The Bush administration’s plan to give arms to Arab nations isn’t entirely daft – with the right weapons they can reduce their exposure to Iran. The bad news is that this tells us the administration has decided not to take out the Mullahs’ nukes.

The deal (my ellipsis):

US Secretary of State Condoleezza Rice announced the formal launch of discussions over the package for Saudi Arabia and other Gulf countries, as well as 10-year military aid plans with Israel and Egypt, in a statement ahead of her departure for the Middle East on Monday afternoon. Israel is slated to get $30 billion and Egypt $13b.; the latter will also receive additional economic aid…

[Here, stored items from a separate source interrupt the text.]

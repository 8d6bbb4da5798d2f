//! Build-once network handle.

use std::fs;
use std::path::{Path, PathBuf};
use std::sync::Arc;
use std::time::SystemTime;

use once_cell::sync::OnceCell;
use parking_lot::Mutex;

use crate::network::RoadNetwork;
use crate::paths::DEFAULT_PATH_CACHE_CAPACITY;
use crate::persist::load_or_build;
use crate::tags::EdgeTag;
use crate::{SpatialError, SpatialResult};

/// Last failed load: the source's mtime at the time (`None` if absent) and
/// the error text.
struct FailedLoad {
    mtime:  Option<SystemTime>,
    reason: String,
}

/// Loads a [`RoadNetwork`] on first use and hands out shared references.
///
/// Concurrent first callers block on a single load; nobody parses the
/// GeoJSON twice.  A failed load is remembered together with the source's
/// modification time: later calls return [`SpatialError::LoadFailed`]
/// without touching the file until it appears or changes.
pub struct LazyNetwork<T: EdgeTag = ()> {
    source:              PathBuf,
    cache:               Option<PathBuf>,
    path_cache_capacity: usize,
    cell:                OnceCell<Arc<RoadNetwork<T>>>,
    failed:              Mutex<Option<FailedLoad>>,
}

fn source_mtime(path: &Path) -> Option<SystemTime> {
    fs::metadata(path).and_then(|m| m.modified()).ok()
}

impl<T: EdgeTag> LazyNetwork<T> {
    pub fn new(source: impl Into<PathBuf>, cache: Option<PathBuf>) -> Self {
        Self {
            source: source.into(),
            cache,
            path_cache_capacity: DEFAULT_PATH_CACHE_CAPACITY,
            cell: OnceCell::new(),
            failed: Mutex::new(None),
        }
    }

    pub fn with_path_cache_capacity(mut self, capacity: usize) -> Self {
        self.path_cache_capacity = capacity;
        self
    }

    /// The loaded network, loading it now if needed.
    pub fn get(&self) -> SpatialResult<Arc<RoadNetwork<T>>> {
        if let Some(network) = self.cell.get() {
            return Ok(Arc::clone(network));
        }

        let mtime = source_mtime(&self.source);
        if let Some(failed) = self.failed.lock().as_ref().filter(|f| f.mtime == mtime) {
            return Err(SpatialError::LoadFailed { path: self.source.clone(), reason: failed.reason.clone() });
        }

        let loaded = self.cell.get_or_try_init(|| -> SpatialResult<_> {
            let network = load_or_build::<T>(&self.source, self.cache.as_deref())?
                .with_path_cache_capacity(self.path_cache_capacity);
            Ok(Arc::new(network))
        });
        match loaded {
            Ok(network) => {
                *self.failed.lock() = None;
                Ok(Arc::clone(network))
            }
            Err(e) => {
                *self.failed.lock() = Some(FailedLoad { mtime, reason: e.to_string() });
                Err(e)
            }
        }
    }

    /// Already-loaded network, without triggering a load.
    pub fn get_loaded(&self) -> Option<Arc<RoadNetwork<T>>> {
        self.cell.get().cloned()
    }

    pub fn is_loaded(&self) -> bool {
        self.cell.get().is_some()
    }

    pub fn source(&self) -> &Path {
        &self.source
    }
}
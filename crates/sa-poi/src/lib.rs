//! `sa-poi` — point-of-interest datasets.
//!
//! # Crate layout
//!
//! | Module      | Contents                                                  |
//! |-------------|-----------------------------------------------------------|
//! | [`record`]  | `PoiRecord`                                               |
//! | [`schema`]  | `PoiSchema`: header-driven column detection               |
//! | [`loader`]  | `load_pois_csv`, `load_pois_reader`                       |
//! | [`catalog`] | `PoiCatalog`: category → file resolution and mtime cache  |
//! | [`error`]   | `PoiError`, `PoiResult<T>`                                |
//!
//! Datasets are plain CSV files, one per category.  Column names vary between
//! exports, so the schema is detected once per file from its header row
//! rather than looked up per row.

pub mod catalog;
pub mod error;
pub mod loader;
pub mod record;
pub mod schema;


pub use catalog::{DEFAULT_POI_FILES, POI_DIR_ENV, PoiCatalog, find_category_file, resolve_poi_dir};
pub use error::{PoiError, PoiResult};
pub use loader::{load_pois_csv, load_pois_reader};
pub use record::PoiRecord;
pub use schema::PoiSchema;
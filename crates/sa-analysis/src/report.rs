use serde::Serialize;

use sa_core::GeoPoint;
use sa_spatial::AccessibilityResult;

/// Road accessibility record for one location.
#[derive(Clone, Debug, PartialEq, Serialize)]
pub struct RoadAccessibilityReport {
    pub center:         GeoPoint,
    pub radius_km:      f64,
    pub decay_scale_km: f64,
    #[serde(flatten)]
    pub result:         AccessibilityResult,
}
//! Geographic coordinate type and geodesic helpers.
//!
//! `GeoPoint` uses `f64` latitude/longitude.  Node deduplication rounds to
//! six decimal degrees (~0.11 m), which is below `f32` resolution at city
//! scale, so single precision is not an option here.

use crate::{CoreError, CoreResult};

/// Mean Earth radius in metres used by every distance in the engine.
pub const EARTH_RADIUS_M: f64 = 6_371_000.0;

/// A WGS-84 geographic coordinate in degrees.
#[derive(Copy, Clone, Debug, PartialEq)]
#[cfg_attr(feature = "serde", derive(serde::Serialize, serde::Deserialize))]
pub struct GeoPoint {
    pub lat: f64,
    pub lon: f64,
}

impl GeoPoint {
    #[inline]
    pub fn new(lat: f64, lon: f64) -> Self {
        Self { lat, lon }
    }

    /// Build from a GeoJSON-ordered `[lon, lat]` position.
    #[inline]
    pub fn from_lon_lat(lon: f64, lat: f64) -> Self {
        Self { lat, lon }
    }

    /// Validating constructor: both ordinates finite and inside the
    /// latitude/longitude ranges.
    pub fn try_new(lat: f64, lon: f64) -> CoreResult<Self> {
        let p = Self { lat, lon };
        if p.is_valid() {
            Ok(p)
        } else {
            Err(CoreError::InvalidCoordinate { lat, lon })
        }
    }

    #[inline]
    pub fn is_finite(self) -> bool {
        self.lat.is_finite() && self.lon.is_finite()
    }

    pub fn is_valid(self) -> bool {
        self.is_finite() && (-90.0..=90.0).contains(&self.lat) && (-180.0..=180.0).contains(&self.lon)
    }

    /// Haversine great-circle distance in metres.
    ///
    /// Symmetric in its arguments up to floating-point rounding.
    pub fn distance_m(self, other: GeoPoint) -> f64 {
        let phi1 = self.lat.to_radians();
        let phi2 = other.lat.to_radians();
        let d_phi = phi2 - phi1;
        let d_lambda = (other.lon - self.lon).to_radians();

        let a = (d_phi * 0.5).sin().powi(2)
            + phi1.cos() * phi2.cos() * (d_lambda * 0.5).sin().powi(2);

        let c = 2.0 * a.sqrt().atan2((1.0 - a).sqrt());
        EARTH_RADIUS_M * c
    }

    #[inline]
    pub fn distance_km(self, other: GeoPoint) -> f64 {
        self.distance_m(other) / 1_000.0
    }

    /// Integer key of the coordinate rounded to `decimals` decimal degrees.
    ///
    /// Two points with equal keys are treated as the same location.
    pub fn rounded_key(self, decimals: i32) -> (i64, i64) {
        let scale = 10f64.powi(decimals);
        ((self.lat * scale).round() as i64, (self.lon * scale).round() as i64)
    }
}

impl std::fmt::Display for GeoPoint {
    fn fmt(&self, f: &mut std::fmt::Formatter<'_>) -> std::fmt::Result {
        write!(f, "({:.6}, {:.6})", self.lat, self.lon)
    }
}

(Under Secretary of State Nicholas Burns) added that the arms would be “for defensive purposes – most of it.”

But even if “most of it” is defensive, that just means the Egyptians and Saudis have to get their offensive equipment from Russia – which will be easier since the US is providing its own equipment for free.

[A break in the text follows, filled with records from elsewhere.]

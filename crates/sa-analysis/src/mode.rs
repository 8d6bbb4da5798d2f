//! Distance selection.

use std::fmt;
use std::str::FromStr;

use serde::{Deserialize, Serialize};

use crate::AnalysisError;

/// Which distance a query ranks and weights POIs by.
///
/// | Mode        | Network usable                       | Network unusable |
/// |-------------|--------------------------------------|------------------|
/// | `Auto`      | network if routed, else haversine    | haversine        |
/// | `Haversine` | haversine                            | haversine        |
/// | `Network`   | network if routed, else haversine    | haversine        |
///
/// "Unusable" means the caller disabled the network or no non-empty road
/// graph could be loaded; the whole query then runs on one metric.  No mode
/// ever drops a POI: an unrouted one is measured by haversine.
#[derive(Copy, Clone, Debug, Default, PartialEq, Eq, Serialize, Deserialize)]
#[serde(rename_all = "lowercase")]
pub enum DistanceMode {
    #[default]
    Auto,
    Haversine,
    Network,
}

impl DistanceMode {
    /// The distance to rank and weight one POI by.
    pub fn choose(self, haversine_km: f64, network_km: Option<f64>, network_usable: bool) -> f64 {
        match self {
            _ if !network_usable => haversine_km,
            DistanceMode::Haversine => haversine_km,
            DistanceMode::Auto | DistanceMode::Network => network_km.unwrap_or(haversine_km),
        }
    }

    pub fn as_str(self) -> &'static str {
        match self {
            DistanceMode::Auto => "auto",
            DistanceMode::Haversine => "haversine",
            DistanceMode::Network => "network",
        }
    }
}

impl fmt::Display for DistanceMode {
    fn fmt(&self, f: &mut fmt::Formatter<'_>) -> fmt::Result {
        f.write_str(self.as_str())
    }
}

impl FromStr for DistanceMode {
    type Err = AnalysisError;

    fn from_str(s: &str) -> Result<Self, Self::Err> {
        match s.trim().to_ascii_lowercase().as_str() {
            "auto" => Ok(DistanceMode::Auto),
            "haversine" => Ok(DistanceMode::Haversine),
            "network" => Ok(DistanceMode::Network),
            other => Err(AnalysisError::InvalidParameter(format!(
                "unknown distance mode {other:?}: expected auto, haversine or network"
            ))),
        }
    }
}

Defenders of the plan say neither Egypt nor Saudi Arabia have committed themselves to wipe Israel of the map. But that’s most likely because these Islamic dictatorships lack the capability, not the intention. And anyway, intentions change much more quickly than capabilities – for example through Iran-style regimes taking over.

The big ray of hope is the corruption level of Egypt and Saudi Arabia, which have CPI scores of 3.3, as bad as China. So much of the US aid will end up in Swiss bank accounts rather than weapons.

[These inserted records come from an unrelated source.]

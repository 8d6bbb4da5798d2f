//! Category → dataset resolution with an in-memory cache.
//!
//! # Directory resolution
//!
//! [`resolve_poi_dir`] tries, in order: an explicit override (normally the
//! `SITEX_POI_DATA_DIR` environment variable), `Data/CSV_Reference/final`,
//! then `Data/CSV` under the data root.
//!
//! # File resolution
//!
//! Each category maps to an expected file name.  If that file is absent the
//! directory's `*.csv` files are scanned (in name order) for one whose name
//! contains the category stem or its singular (`banks` → `bank_list.csv`).
//!
//! # Cache
//!
//! Parsed datasets are kept per resolved path together with the file's
//! modification time, and reloaded once the file on disk is newer.

use std::fs;
use std::path::{Path, PathBuf};
use std::sync::Arc;
use std::time::SystemTime;

use parking_lot::RwLock;
use rustc_hash::FxHashMap;
use tracing::{debug, warn};

use crate::loader::load_pois_csv;
use crate::record::PoiRecord;
use crate::{PoiError, PoiResult};

/// Environment variable that overrides the POI directory.
pub const POI_DIR_ENV: &str = "SITEX_POI_DATA_DIR";

/// Category → expected file name.
pub const DEFAULT_POI_FILES: &[(&str, &str)] = &[
    ("cafes", "cafe_final.csv"),
    ("banks", "banks_final.csv"),
    ("education", "education_final.csv"),
    ("health", "health_final.csv"),
    ("temples", "temples_final.csv"),
    ("other", "other_final.csv"),
];

// ── Resolution helpers ────────────────────────────────────────────────────────

/// Locate the POI directory under `data_root`, preferring `override_dir`
/// when it exists.
pub fn resolve_poi_dir(data_root: &Path, override_dir: Option<&Path>) -> PoiResult<PathBuf> {
    let mut tried = Vec::with_capacity(3);
    let candidates = override_dir
        .map(Path::to_path_buf)
        .into_iter()
        .chain([
            data_root.join("Data").join("CSV_Reference").join("final"),
            data_root.join("Data").join("CSV"),
        ]);
    for dir in candidates {
        if dir.is_dir() {
            return Ok(dir);
        }
        tried.push(dir);
    }
    Err(PoiError::DataDirMissing { tried })
}

/// Name fragments a fuzzy match accepts for `expected` (`banks_final.csv`
/// → `banks_final`, `banks`, `bank`).
fn match_keys(expected: &str) -> Vec<String> {
    let stem = expected.to_lowercase();
    let stem = stem.strip_suffix(".csv").unwrap_or(&stem).to_owned();
    let core = stem.strip_suffix("_final").unwrap_or(&stem).to_owned();
    let mut keys = vec![stem.clone()];
    if core != stem {
        keys.push(core.clone());
    }
    if let Some(s) = core.strip_suffix("es").filter(|s| !s.is_empty()) {
        keys.push(s.to_owned());
    }
    if let Some(s) = core.strip_suffix('s').filter(|s| !s.is_empty()) {
        keys.push(s.to_owned());
    }
    keys
}

/// `dir/expected` if present, else the first `*.csv` in `dir` whose name
/// contains one of the category's name fragments.
pub fn find_category_file(dir: &Path, expected: &str) -> Option<PathBuf> {
    let exact = dir.join(expected);
    if exact.is_file() {
        return Some(exact);
    }

    let mut csvs: Vec<PathBuf> = fs::read_dir(dir)
        .ok()?
        .filter_map(|entry| entry.ok().map(|e| e.path()))
        .filter(|p| p.is_file() && p.extension().is_some_and(|ext| ext.eq_ignore_ascii_case("csv")))
        .collect();
    csvs.sort();

    let keys = match_keys(expected);
    csvs.into_iter().find(|p| {
        let name = p.file_name().map(|n| n.to_string_lossy().to_lowercase()).unwrap_or_default();
        keys.iter().any(|k| name.contains(k.as_str()))
    })
}

// ── PoiCatalog ────────────────────────────────────────────────────────────────

struct CachedPois {
    mtime: SystemTime,
    pois:  Arc<[PoiRecord]>,
}

/// Per-category POI datasets from one directory.
///
/// `Send + Sync`; concurrent readers share cached datasets.
pub struct PoiCatalog {
    dir:   PathBuf,
    files: Vec<(String, String)>,
    cache: RwLock<FxHashMap<PathBuf, CachedPois>>,
}

impl PoiCatalog {
    /// Catalog over `dir` with an explicit category → file name table.  The
    /// table order is the category order reported by [`categories`](Self::categories).
    pub fn new<I, K, V>(dir: impl Into<PathBuf>, files: I) -> Self
    where
        I: IntoIterator<Item = (K, V)>,
        K: Into<String>,
        V: Into<String>,
    {
        Self {
            dir:   dir.into(),
            files: files.into_iter().map(|(k, v)| (k.into(), v.into())).collect(),
            cache: RwLock::new(FxHashMap::default()),
        }
    }

    /// Catalog over `dir` with [`DEFAULT_POI_FILES`].
    pub fn with_default_files(dir: impl Into<PathBuf>) -> Self {
        Self::new(dir, DEFAULT_POI_FILES.iter().copied())
    }

    pub fn dir(&self) -> &Path {
        &self.dir
    }

    /// Configured category names in table order.
    pub fn categories(&self) -> impl Iterator<Item = &str> + '_ {
        self.files.iter().map(|(c, _)| c.as_str())
    }

    pub fn has_category(&self, category: &str) -> bool {
        self.files.iter().any(|(c, _)| c == category)
    }

    /// Resolved dataset path for `category`, if a file can be found.
    pub fn path_for(&self, category: &str) -> PoiResult<Option<PathBuf>> {
        let expected = self
            .files
            .iter()
            .find(|(c, _)| c == category)
            .map(|(_, f)| f.as_str())
            .ok_or_else(|| PoiError::UnknownCategory(category.to_owned()))?;
        Ok(find_category_file(&self.dir, expected))
    }

    /// All POIs of `category`.
    ///
    /// A configured category whose file cannot be found yields an empty set
    /// (with a warning); an unconfigured one is an error.
    pub fn load(&self, category: &str) -> PoiResult<Arc<[PoiRecord]>> {
        let Some(path) = self.path_for(category)? else {
            warn!(dir = %self.dir.display(), category, "no POI file for category");
            return Ok(Arc::from(Vec::new()));
        };

        let mtime = fs::metadata(&path).and_then(|m| m.modified()).ok();
        if let Some(mtime) = mtime {
            if let Some(hit) = self.cache.read().get(&path).filter(|c| c.mtime >= mtime) {
                debug!(path = %path.display(), category, "POI cache hit");
                return Ok(Arc::clone(&hit.pois));
            }
        }

        let pois: Arc<[PoiRecord]> = load_pois_csv(&path, category)?.into();
        if let Some(mtime) = mtime {
            self.cache.write().insert(path, CachedPois { mtime, pois: Arc::clone(&pois) });
        }
        Ok(pois)
    }

    /// Number of datasets currently cached.
    pub fn cached_len(&self) -> usize {
        self.cache.read().len()
    }
}
//! Per-call query parameters.

use sa_core::GeoPoint;

use crate::weight::normalize_radii;
use crate::{AnalysisError, AnalysisResult, DistanceMode};

/// One aggregation request.  Build with [`AnalysisConfig::query`](crate::AnalysisConfig::query)
/// and adjust with the setters.
#[derive(Clone, Debug, PartialEq)]
pub struct AnalysisQuery {
    pub center:          GeoPoint,
    pub radii_km:        Vec<f64>,
    pub decay_scale_km:  f64,
    pub include_network: bool,
    pub mode:            DistanceMode,
    /// `None` means every configured category.
    pub categories:      Option<Vec<String>>,
    /// Nearby list length per category (at least 1).
    pub limit:           usize,
}

impl AnalysisQuery {
    pub fn radii(mut self, radii_km: impl Into<Vec<f64>>) -> Self {
        self.radii_km = radii_km.into();
        self
    }

    pub fn radius(self, radius_km: f64) -> Self {
        self.radii(vec![radius_km])
    }

    pub fn decay_scale_km(mut self, decay_scale_km: f64) -> Self {
        self.decay_scale_km = decay_scale_km;
        self
    }

    pub fn include_network(mut self, include: bool) -> Self {
        self.include_network = include;
        self
    }

    pub fn mode(mut self, mode: DistanceMode) -> Self {
        self.mode = mode;
        self
    }

    pub fn categories<I, S>(mut self, categories: I) -> Self
    where
        I: IntoIterator<Item = S>,
        S: Into<String>,
    {
        self.categories = Some(categories.into_iter().map(Into::into).collect());
        self
    }

    pub fn limit(mut self, limit: usize) -> Self {
        self.limit = limit;
        self
    }

    /// Normalised radii (see [`normalize_radii`]).
    pub fn normalized_radii(&self) -> Vec<f64> {
        normalize_radii(&self.radii_km)
    }

    pub fn max_radius_km(&self) -> f64 {
        self.normalized_radii().last().copied().unwrap_or(1.0)
    }

    pub(crate) fn validate(&self) -> AnalysisResult<()> {
        if !self.center.is_valid() {
            return Err(AnalysisError::InvalidParameter(format!("center {} is not a valid coordinate", self.center)));
        }
        if self.decay_scale_km.is_nan() {
            return Err(AnalysisError::InvalidParameter("decay_scale_km is NaN".to_owned()));
        }
        Ok(())
    }
}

And what money does filter through to weapons won’t be much of a threat to Israel unless Iran manages to take out its nuclear shield with a first strike.

That brings us to the depressing conclusion. If the administration were seriously planning to take out the Mullahs’ nukes, it wouldn’t need this initiative at this time, since without nukes the crumbling Iranian economy threatens no one (except the Brit Navy).

If a strike were planned, this aid package would be deployed after the attack, to sooth Arab sensibilities.

Doing it now means no strike is intended and so the next war in the Mideast will be nuclear.